Mariah Rehmet on “Being Mary Tyler Moore”.
Welcome to the debut of Editor’s Notebook, a newsletter where we spotlight documentary editors and explore their process. This week, we interviewed Mariah Rehmet, editor of the new HBO documentary, Being Mary Tyler Moore, directed by James Adolphus and produced by Lena Waithe and others.
If you’re an editor with a story to tell about a new project, we invite you to email your thoughts to listen@purenonfiction.net.
Being Mary Tyler Moore (HBO) explores the career of the versatile actress who first played a housewife on The Dick Van Dyke Show, then broke ground on television in the early 1970s in The Mary Tyler Moore Show portraying Mary Richards, a single woman making a career as a news reporter. On screen, Moore was an icon of feminist independence, but that was less true in her real life where she took a more traditional role in two marriages. Only after the end of The Mary Tyler Moore Show did she strike out on her own, separating from her second husband and reinventing her career in the Broadway play Whose Life Is It Anyway? and the Oscar-winning film Ordinary People.
At the age of 45, Moore married a 30-year-old cardiologist Robert Levine, a relationship that lasted for 33 years until the end of her life. Levine opened up their private archives for the documentary. Whether you are a longtime fan of Moore or a newcomer, this look at her life is full of discoveries.
Rehmet got her first break in documentary editing as an assistant to Geeta Gandbhir and Maya Mumma on Which Way to the Front Line from Here? The Life and Time of Tim Hetherington. Rehmet took on the editing of Stretch and Bobbito: Radio That Changed Lives and credits that film’s attorney Karen Shatzkin for giving her an education on Fair Use for archival footage. Rehmet has been an editor on several nonfiction TV series including Dogs and Rapture. She got to know producer Ben Selkow who brought her on for Being Mary Tyler Moore.
Pure Nonfiction host Thom Powers interviewed Rehmet about her process…
When you heard that this project was happening and you were being considered for it, what drew you to the story of Mary Tyler Moore?
Rehmet: This was the first opportunity I had to tell a woman's story of this magnitude. I jumped at the chance. I had been working in TV for a few years so a film was very enticing, something that I had a long enough time to really mold. Mary is a feminist icon and I've seen a few of her shows on Nick at Nite growing up. I got her autobiography After All and was just floored by her wit. She has a very dark sense of humor in some regard that made me feel like I instantly understood her. The book’s prologue is Mary Tyler Moore having a conversation with her television persona Mary Richards. I was very drawn to the question of, how do we take these personas apart throughout the film?
She opens the book when she's about to be 40 and she's having an existential crisis because The Mary Tyler Moore Show has ended. She's won all these Emmys and she is asking: what do I do now? I was impressed with her brutal honesty. She was someone who had so much success and still asked, “What’s next? What am I going to do?”
The book became like the Bible, this foundational element that we needed.
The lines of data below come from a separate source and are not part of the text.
//! CLI command implementations

use std::fs::File;
use std::io::{self, Read, Write};
use std::path::{Path, PathBuf};
use std::process::{Command, Stdio};
use std::thread;
use std::time::{Duration, Instant};

use anyhow::{Context, Result};
use digest_store::{DigestStore, Handle, HashAlgorithm, IngestOptions, StoreConfig, StreamStore};
use stream_monitor::PrintReporter;
use stream_pipe::{stderr_sink, stdin_source, stdout_sink, Pipe, ReadSource, WriteSink};
use tracing::{debug, warn};

/// How long to keep draining a child's output after it exits. Grandchildren
/// can hold the pipes open indefinitely.
const DRAIN_TIMEOUT: Duration = Duration::from_secs(2);
const POLL_INTERVAL: Duration = Duration::from_millis(20);

/// Work out the store configuration: config file, else environment, then
/// command-line overrides.
pub fn resolve_config(
    config_file: Option<&Path>,
    root: Option<PathBuf>,
    hash: Option<&str>,
) -> Result<StoreConfig> {
    let mut config = match config_file {
        Some(path) => StoreConfig::from_file(path)?,
        None => StoreConfig::from_env()?,
    };

    if let Some(root) = root {
        config.root = root;
    }
    if let Some(hash) = hash {
        config.hash = hash.parse::<HashAlgorithm>()?;
    }
    Ok(config)
}

pub fn open_store(config: StoreConfig) -> Result<DigestStore> {
    let root = config.root.clone();
    DigestStore::new(config)
        .with_context(|| format!("Failed to open store at {}", root.display()))
}

fn parse_handle(id: &str) -> Result<Handle> {
    id.parse::<Handle>()
        .with_context(|| format!("'{}' is not a valid identification", id))
}

/// Store a file, or stdin when no file is given, and print the identification
pub fn ingest(
    store: &DigestStore,
    file: Option<&Path>,
    progress: bool,
    out: &mut impl Write,
) -> Result<()> {
    let (label, mut input): (String, Box<dyn Read>) = match file {
        Some(path) => (
            path.display().to_string(),
            Box::new(
                File::open(path)
                    .with_context(|| format!("Failed to open {}", path.display()))?,
            ),
        ),
        None => ("stdin".to_string(), Box::new(io::stdin().lock())),
    };

    let reporter = PrintReporter::new(io::stderr());
    let mut options = IngestOptions::new().label(&label);
    if progress {
        options = options.reporter(&reporter);
    }

    let handle = store
        .ingest_with(&mut input, options)
        .with_context(|| format!("Failed to store {}", label))?;
    writeln!(out, "{}", handle)?;
    Ok(())
}

/// Copy a stored object to `out`
pub fn cat(store: &DigestStore, id: &str, out: &mut impl Write) -> Result<()> {
    let handle = parse_handle(id)?;
    let mut object = store.open(&handle)?;
    io::copy(&mut object, out).context("Failed to write object")?;
    Ok(())
}

/// Print the file URL of a stored object
pub fn locate(store: &DigestStore, id: &str, out: &mut impl Write) -> Result<()> {
    let handle = parse_handle(id)?;
    writeln!(out, "{}", store.locate(&handle)?)?;
    Ok(())
}

/// Print every identification in the store, one per line
pub fn list(store: &DigestStore, out: &mut impl Write) -> Result<()> {
    for handle in store.handles()? {
        writeln!(out, "{}", handle)?;
    }
    Ok(())
}

/// Run `program` with its stdio wired to ours through pipes.
///
/// Returns the child's exit code; a child killed by a signal counts as 1.
pub fn exec(program: &str, args: &[String]) -> Result<i32> {
    let mut child = Command::new(program)
        .args(args)
        .stdin(Stdio::piped())
        .stdout(Stdio::piped())
        .stderr(Stdio::piped())
        .spawn()
        .with_context(|| format!("Failed to run {}", program))?;

    let child_stdin = child.stdin.take().context("child stdin was not captured")?;
    let child_stdout = child.stdout.take().context("child stdout was not captured")?;
    let child_stderr = child.stderr.take().context("child stderr was not captured")?;

    let out = Pipe::new(ReadSource::shared(child_stdout), stdout_sink());
    out.start(&format!("{} stdout", program))?;
    let err = Pipe::new(ReadSource::shared(child_stderr), stderr_sink());
    err.start(&format!("{} stderr", program))?;
    let mut input = Some(Pipe::new(stdin_source(), WriteSink::shared(child_stdin)));
    if let Some(pipe) = &input {
        pipe.start(&format!("{} stdin", program))?;
    }

    let status = loop {
        if let Some(status) = child.try_wait().context("Failed to wait for child")? {
            break status;
        }
        // Our stdin ended: drop the child's stdin so it sees end of stream too.
        if input.as_ref().and_then(Pipe::pump).is_some_and(|p| p.is_terminated()) {
            debug!("stdin closed, closing child stdin");
            input = None;
        }
        thread::sleep(POLL_INTERVAL);
    };
    drop(input);

    let deadline = Instant::now() + DRAIN_TIMEOUT;
    while !(drained(&out) && drained(&err)) {
        if Instant::now() >= deadline {
            warn!("child output still open after exit, not waiting for it");
            break;
        }
        thread::sleep(POLL_INTERVAL);
    }

    debug!(%status, "child exited");
    Ok(status.code().unwrap_or(1))
}

fn drained(pipe: &Pipe) -> bool {
    pipe.pump().map_or(true, |pump| pump.is_terminated())
}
It was a window into her psyche that we didn't have otherwise, because so much of her personal life really was a mystery. So the first effort was trying to get to know Mary. And that’s what we did. I was also fortunate to have an associate editor, Allea Ortega, and the only thing she watched growing up was boxsets of The Dick Van Dike Show and The Mary Tyler Moore Show.
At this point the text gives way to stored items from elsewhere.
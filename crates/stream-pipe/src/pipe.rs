//! Pipe: a user-facing (source, sink) pair backed by the source's pump.

use std::io;
use std::sync::{Arc, Mutex};

use thiserror::Error;
use tracing::debug;

use crate::pump::Pump;
use crate::registry::PumpRegistry;
use crate::stream::{SharedSink, SharedSource};

#[derive(Error, Debug)]
pub enum PipeError {
    #[error("failed to spawn pump thread: {0}")]
    Spawn(#[from] io::Error),
}

/// Moves bytes from `source` to `sink` until stopped or the source ends.
///
/// Starting binds `sink` to the source's pump, taking over from any other
/// pipe on the same source. Stopping unbinds it without touching the source;
/// bytes read afterwards are held until some pipe binds a sink again.
/// Dropping a started pipe stops it.
pub struct Pipe {
    source: SharedSource,
    sink: SharedSink,
    registry: Arc<PumpRegistry>,
    pump: Mutex<Option<Arc<Pump>>>,
}

impl Pipe {
    /// A pipe using the process-wide [`PumpRegistry`].
    pub fn new(source: SharedSource, sink: SharedSink) -> Self {
        Self::with_registry(PumpRegistry::global(), source, sink)
    }

    pub fn with_registry(
        registry: Arc<PumpRegistry>,
        source: SharedSource,
        sink: SharedSink,
    ) -> Self {
        Self {
            source,
            sink,
            registry,
            pump: Mutex::new(None),
        }
    }

    /// Bind this pipe's sink to the source's pump, spawning the pump if
    /// needed. Starting an already started pipe does nothing.
    pub fn start(&self, name: &str) -> Result<&Self, PipeError> {
        let mut slot = self.pump.lock().expect("pipe mutex poisoned");
        if slot.is_some() {
            return Ok(self);
        }

        let pump = self.registry.acquire(&self.source)?;
        pump.set_name(name);
        pump.connect(Some(Arc::clone(&self.sink)));
        debug!(pipe = name, "pipe started");

        *slot = Some(pump);
        Ok(self)
    }

    /// Unbind this pipe's sink. The pump keeps reading and holds what it reads.
    ///
    /// If another pipe has since bound its own sink to the same pump, that
    /// binding is left alone.
    pub fn stop(&self) {
        let Some(pump) = self.pump.lock().expect("pipe mutex poisoned").take() else {
            return;
        };

        if pump.disconnect(&self.sink) {
            let name = pump.name();
            pump.set_name(format!("{} (disconnected)", name));
            debug!(pipe = %name, "pipe stopped");
        }
    }

    pub fn is_started(&self) -> bool {
        self.pump.lock().expect("pipe mutex poisoned").is_some()
    }

    /// The pump this pipe is bound to, while started.
    pub fn pump(&self) -> Option<Arc<Pump>> {
        self.pump.lock().expect("pipe mutex poisoned").clone()
    }

    pub fn source(&self) -> &SharedSource {
        &self.source
    }

    pub fn sink(&self) -> &SharedSink {
        &self.sink
    }
}

impl Drop for Pipe {
    fn drop(&mut self) {
        self.stop();
    }
}

impl std::fmt::Debug for Pipe {
    fn fmt(&self, f: &mut std::fmt::Formatter<'_>) -> std::fmt::Result {
        f.debug_struct("Pipe")
            .field("started", &self.is_started())
            .finish()
    }
}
Was there a particular section of the film that was especially challenging for you?
Rehmet: Originally, we were thinking about using voice overs from her book, but we didn’t have an audio book of her reading. That was the biggest challenge in the film, knowing that there were these thematic sections that we needed to work through because we understood how important they were to her but didn’t know how to replace them. Ultimately, the team decided we were going to try to cover the interviews and distill it down to the most important things about Mary. There were so many anecdotes that you could create amazing stories out of, but they weren't serving the bigger purpose of capturing the purest form of Mary’s story. At one point I had to strip all of the voiceover and find Mary saying those key narrative points [in archive interviews]. That was a rough three weeks, trying to get the film back up and having Mary's voice come front and center, which it always should have been. But that's part of the marathon of film editing. You have those revelations and you keep having faith that the revelations will come.
I'm always struck by how often, with films, the last 10% of editing is almost as important as the first 90%.
Rehmet: That's so true. When I read Mary’s book, I was really struck by the moment when she and Robert fell in love. She knew that she was in love with him when he woke up in the middle of the night and made her a tuna fish sandwich. They were new in the relationship, but Mary was diabetic and her blood sugar had to be regulated. In the middle of the night she said, “I'm hungry” and Robert, without hesitation, got up and made a tuna fish sandwich - with apples in it - from scratch. I thought that was the sweetest thing. I became obsessed with the tuna fish sandwich and, throughout the whole process, I thought of how we could represent this in the film.
We knew that there was a bridal shower video [of Mary speaking] because we saw a snippet. We were like, where is that from? Then near the end of the process, we found the full bridal shower video and she tells the story of the tuna fish sandwich! It was one of those little jewels that you pray for as an editor.
Often watching a biographical film, I feel conscious of chapter breaks, but you cover a lot of ground - good and bad - in a way that feels seamless. I wonder if you've given thought to how you were able to do that.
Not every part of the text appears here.